──────── The input

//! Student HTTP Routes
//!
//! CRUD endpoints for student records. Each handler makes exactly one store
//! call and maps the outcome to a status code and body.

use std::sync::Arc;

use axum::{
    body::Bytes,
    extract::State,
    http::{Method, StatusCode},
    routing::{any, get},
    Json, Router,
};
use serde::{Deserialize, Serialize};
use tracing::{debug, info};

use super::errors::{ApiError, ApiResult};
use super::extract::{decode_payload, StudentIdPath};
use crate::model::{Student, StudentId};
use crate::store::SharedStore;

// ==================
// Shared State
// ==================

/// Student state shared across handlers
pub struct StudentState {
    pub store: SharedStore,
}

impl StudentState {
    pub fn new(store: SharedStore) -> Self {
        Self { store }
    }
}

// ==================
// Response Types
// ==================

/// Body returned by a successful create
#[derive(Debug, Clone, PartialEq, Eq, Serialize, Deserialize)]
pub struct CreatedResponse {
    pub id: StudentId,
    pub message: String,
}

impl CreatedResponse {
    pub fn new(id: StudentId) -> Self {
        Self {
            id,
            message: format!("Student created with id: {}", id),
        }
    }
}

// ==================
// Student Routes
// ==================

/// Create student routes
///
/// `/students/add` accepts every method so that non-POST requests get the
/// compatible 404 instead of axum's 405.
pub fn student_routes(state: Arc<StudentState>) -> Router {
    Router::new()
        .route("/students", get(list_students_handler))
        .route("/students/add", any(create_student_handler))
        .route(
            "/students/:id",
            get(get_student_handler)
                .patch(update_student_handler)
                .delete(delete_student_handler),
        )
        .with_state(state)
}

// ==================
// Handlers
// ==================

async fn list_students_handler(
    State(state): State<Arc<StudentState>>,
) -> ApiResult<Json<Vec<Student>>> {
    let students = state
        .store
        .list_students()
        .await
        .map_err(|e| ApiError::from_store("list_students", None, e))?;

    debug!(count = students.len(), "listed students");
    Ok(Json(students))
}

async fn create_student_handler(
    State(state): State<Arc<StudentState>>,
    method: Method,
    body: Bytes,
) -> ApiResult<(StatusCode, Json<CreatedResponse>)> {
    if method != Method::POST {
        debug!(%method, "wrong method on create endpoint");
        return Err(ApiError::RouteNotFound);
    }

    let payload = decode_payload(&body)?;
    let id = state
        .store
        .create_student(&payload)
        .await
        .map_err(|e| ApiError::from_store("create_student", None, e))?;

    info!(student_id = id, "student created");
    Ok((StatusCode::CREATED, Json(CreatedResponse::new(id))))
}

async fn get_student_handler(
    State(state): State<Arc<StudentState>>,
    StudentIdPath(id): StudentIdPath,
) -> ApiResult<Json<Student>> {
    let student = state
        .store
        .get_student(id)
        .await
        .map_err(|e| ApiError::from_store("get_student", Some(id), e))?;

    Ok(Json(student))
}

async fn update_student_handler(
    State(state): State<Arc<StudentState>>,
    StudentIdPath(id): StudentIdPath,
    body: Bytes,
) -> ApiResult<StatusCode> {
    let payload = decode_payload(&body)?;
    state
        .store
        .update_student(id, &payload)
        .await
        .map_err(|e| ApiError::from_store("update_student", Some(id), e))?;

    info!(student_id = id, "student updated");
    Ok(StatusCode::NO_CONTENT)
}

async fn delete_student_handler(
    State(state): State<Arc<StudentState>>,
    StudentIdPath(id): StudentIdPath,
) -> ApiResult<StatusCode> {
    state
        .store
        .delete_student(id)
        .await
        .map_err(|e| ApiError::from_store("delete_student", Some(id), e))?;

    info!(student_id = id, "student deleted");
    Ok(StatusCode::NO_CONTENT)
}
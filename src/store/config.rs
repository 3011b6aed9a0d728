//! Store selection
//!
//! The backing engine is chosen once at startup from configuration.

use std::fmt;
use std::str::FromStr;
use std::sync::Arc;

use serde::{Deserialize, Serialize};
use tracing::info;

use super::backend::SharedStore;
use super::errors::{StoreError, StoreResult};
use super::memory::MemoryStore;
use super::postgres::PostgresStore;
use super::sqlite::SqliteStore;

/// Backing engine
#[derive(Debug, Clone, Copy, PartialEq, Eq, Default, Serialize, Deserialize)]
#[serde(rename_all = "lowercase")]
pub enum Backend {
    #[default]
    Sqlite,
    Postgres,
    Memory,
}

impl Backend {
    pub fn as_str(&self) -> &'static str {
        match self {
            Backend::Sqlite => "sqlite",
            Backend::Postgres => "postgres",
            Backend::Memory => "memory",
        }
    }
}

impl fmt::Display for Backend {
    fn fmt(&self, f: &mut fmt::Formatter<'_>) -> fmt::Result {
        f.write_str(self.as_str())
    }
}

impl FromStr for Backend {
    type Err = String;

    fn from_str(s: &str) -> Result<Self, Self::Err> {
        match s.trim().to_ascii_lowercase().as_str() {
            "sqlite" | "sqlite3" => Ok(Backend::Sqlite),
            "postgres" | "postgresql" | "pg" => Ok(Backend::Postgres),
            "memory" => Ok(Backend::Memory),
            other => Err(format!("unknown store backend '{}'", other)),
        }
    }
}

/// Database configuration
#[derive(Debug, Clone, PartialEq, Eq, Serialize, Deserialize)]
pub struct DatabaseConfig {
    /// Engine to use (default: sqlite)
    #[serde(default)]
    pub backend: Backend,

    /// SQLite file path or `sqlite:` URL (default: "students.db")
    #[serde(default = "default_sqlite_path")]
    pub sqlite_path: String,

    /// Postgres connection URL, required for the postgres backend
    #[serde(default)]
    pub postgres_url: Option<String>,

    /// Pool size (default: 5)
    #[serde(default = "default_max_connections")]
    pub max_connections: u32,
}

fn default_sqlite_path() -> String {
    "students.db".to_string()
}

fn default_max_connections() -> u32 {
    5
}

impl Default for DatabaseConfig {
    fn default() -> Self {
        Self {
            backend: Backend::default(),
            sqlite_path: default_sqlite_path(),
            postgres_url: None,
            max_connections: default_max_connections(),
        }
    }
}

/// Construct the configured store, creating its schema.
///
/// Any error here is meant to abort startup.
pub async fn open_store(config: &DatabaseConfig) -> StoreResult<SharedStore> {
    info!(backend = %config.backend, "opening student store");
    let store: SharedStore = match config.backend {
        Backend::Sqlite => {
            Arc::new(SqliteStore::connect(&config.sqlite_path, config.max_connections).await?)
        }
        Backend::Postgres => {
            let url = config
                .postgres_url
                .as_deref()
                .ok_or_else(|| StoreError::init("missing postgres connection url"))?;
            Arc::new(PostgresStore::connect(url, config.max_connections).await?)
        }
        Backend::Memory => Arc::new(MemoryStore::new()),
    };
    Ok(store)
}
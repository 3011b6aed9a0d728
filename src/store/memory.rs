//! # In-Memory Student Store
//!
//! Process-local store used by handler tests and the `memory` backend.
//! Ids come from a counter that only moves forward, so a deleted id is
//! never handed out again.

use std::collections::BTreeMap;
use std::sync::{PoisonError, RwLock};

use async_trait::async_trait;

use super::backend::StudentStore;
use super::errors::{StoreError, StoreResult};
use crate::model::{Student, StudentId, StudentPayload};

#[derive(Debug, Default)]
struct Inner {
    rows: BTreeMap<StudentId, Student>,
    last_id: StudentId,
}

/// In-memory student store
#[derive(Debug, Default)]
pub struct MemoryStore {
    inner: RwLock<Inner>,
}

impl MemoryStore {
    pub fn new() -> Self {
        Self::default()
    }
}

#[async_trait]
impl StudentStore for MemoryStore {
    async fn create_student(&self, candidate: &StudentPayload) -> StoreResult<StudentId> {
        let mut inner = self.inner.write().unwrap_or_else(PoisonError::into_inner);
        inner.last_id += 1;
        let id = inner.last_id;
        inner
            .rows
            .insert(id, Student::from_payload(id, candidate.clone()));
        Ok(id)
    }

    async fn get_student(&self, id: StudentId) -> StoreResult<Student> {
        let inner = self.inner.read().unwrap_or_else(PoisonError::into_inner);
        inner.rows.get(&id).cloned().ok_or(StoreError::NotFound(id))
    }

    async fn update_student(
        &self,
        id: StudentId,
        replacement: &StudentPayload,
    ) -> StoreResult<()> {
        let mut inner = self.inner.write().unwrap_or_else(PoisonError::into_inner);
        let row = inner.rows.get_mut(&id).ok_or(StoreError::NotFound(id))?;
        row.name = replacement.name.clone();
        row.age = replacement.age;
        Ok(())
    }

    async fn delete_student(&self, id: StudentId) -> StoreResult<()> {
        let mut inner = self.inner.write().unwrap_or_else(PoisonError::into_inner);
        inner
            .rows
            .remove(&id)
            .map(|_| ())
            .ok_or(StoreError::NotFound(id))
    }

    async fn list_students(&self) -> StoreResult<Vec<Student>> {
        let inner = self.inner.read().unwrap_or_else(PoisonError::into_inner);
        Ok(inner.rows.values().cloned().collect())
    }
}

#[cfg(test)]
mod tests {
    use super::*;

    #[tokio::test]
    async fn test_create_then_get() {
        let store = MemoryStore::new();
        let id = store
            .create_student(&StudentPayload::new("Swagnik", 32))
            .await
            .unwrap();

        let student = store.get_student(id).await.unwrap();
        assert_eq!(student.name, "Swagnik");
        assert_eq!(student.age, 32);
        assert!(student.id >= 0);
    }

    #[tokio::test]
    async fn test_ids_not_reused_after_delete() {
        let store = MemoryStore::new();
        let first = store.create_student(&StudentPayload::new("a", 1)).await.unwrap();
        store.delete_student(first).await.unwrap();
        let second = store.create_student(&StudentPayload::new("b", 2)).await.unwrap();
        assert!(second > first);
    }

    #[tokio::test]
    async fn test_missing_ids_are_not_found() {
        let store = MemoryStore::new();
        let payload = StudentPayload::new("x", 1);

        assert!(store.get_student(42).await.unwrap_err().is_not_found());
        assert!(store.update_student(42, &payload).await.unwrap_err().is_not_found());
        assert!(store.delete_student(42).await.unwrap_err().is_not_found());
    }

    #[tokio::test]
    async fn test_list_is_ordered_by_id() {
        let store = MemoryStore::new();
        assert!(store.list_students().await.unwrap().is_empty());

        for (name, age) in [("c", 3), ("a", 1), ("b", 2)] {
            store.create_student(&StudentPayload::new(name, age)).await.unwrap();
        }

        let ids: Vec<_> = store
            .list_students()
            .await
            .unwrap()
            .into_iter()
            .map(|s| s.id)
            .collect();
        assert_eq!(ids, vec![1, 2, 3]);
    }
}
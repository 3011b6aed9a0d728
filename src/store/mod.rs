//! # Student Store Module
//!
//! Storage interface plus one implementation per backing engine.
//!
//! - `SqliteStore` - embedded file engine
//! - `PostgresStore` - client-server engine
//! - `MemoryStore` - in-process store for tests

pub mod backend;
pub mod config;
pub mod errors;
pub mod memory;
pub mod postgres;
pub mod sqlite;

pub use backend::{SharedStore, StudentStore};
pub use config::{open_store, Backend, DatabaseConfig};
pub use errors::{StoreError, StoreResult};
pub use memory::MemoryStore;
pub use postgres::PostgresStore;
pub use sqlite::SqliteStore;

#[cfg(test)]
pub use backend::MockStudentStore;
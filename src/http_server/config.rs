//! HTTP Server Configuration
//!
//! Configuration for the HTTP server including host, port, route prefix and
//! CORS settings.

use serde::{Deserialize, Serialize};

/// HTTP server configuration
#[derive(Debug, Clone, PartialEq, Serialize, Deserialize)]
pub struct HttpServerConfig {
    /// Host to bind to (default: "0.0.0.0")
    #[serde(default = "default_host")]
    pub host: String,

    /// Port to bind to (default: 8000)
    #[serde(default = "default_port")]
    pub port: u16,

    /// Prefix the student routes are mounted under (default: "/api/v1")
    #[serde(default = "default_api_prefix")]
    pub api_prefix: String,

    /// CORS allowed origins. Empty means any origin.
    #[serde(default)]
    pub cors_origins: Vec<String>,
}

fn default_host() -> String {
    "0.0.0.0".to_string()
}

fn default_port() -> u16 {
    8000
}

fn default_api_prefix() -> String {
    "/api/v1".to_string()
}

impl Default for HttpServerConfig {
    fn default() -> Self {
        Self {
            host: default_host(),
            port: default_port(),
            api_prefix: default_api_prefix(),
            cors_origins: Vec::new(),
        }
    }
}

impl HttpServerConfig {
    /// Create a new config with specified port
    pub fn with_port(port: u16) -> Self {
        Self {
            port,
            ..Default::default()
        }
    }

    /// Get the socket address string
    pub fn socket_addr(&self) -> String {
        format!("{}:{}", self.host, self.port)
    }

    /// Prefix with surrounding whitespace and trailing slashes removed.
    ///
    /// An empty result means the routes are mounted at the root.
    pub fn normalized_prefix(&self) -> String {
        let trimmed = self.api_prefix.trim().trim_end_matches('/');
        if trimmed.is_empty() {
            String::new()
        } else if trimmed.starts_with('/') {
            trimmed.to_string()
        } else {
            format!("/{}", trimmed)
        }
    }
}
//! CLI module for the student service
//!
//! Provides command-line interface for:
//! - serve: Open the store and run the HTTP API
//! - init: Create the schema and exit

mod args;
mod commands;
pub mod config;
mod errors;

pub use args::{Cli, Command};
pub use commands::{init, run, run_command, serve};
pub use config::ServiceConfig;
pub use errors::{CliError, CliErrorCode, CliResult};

────────────────

## What you will do
In the records above, some lines hold the word "errors"; copy each such line.

## Answer for this exercise
use super::errors::{ApiError, ApiResult};
use super::errors::{StoreError, StoreResult};
use super::errors::{StoreError, StoreResult};
pub mod errors;
pub use errors::{StoreError, StoreResult};
mod errors;
pub use errors::{CliError, CliErrorCode, CliResult};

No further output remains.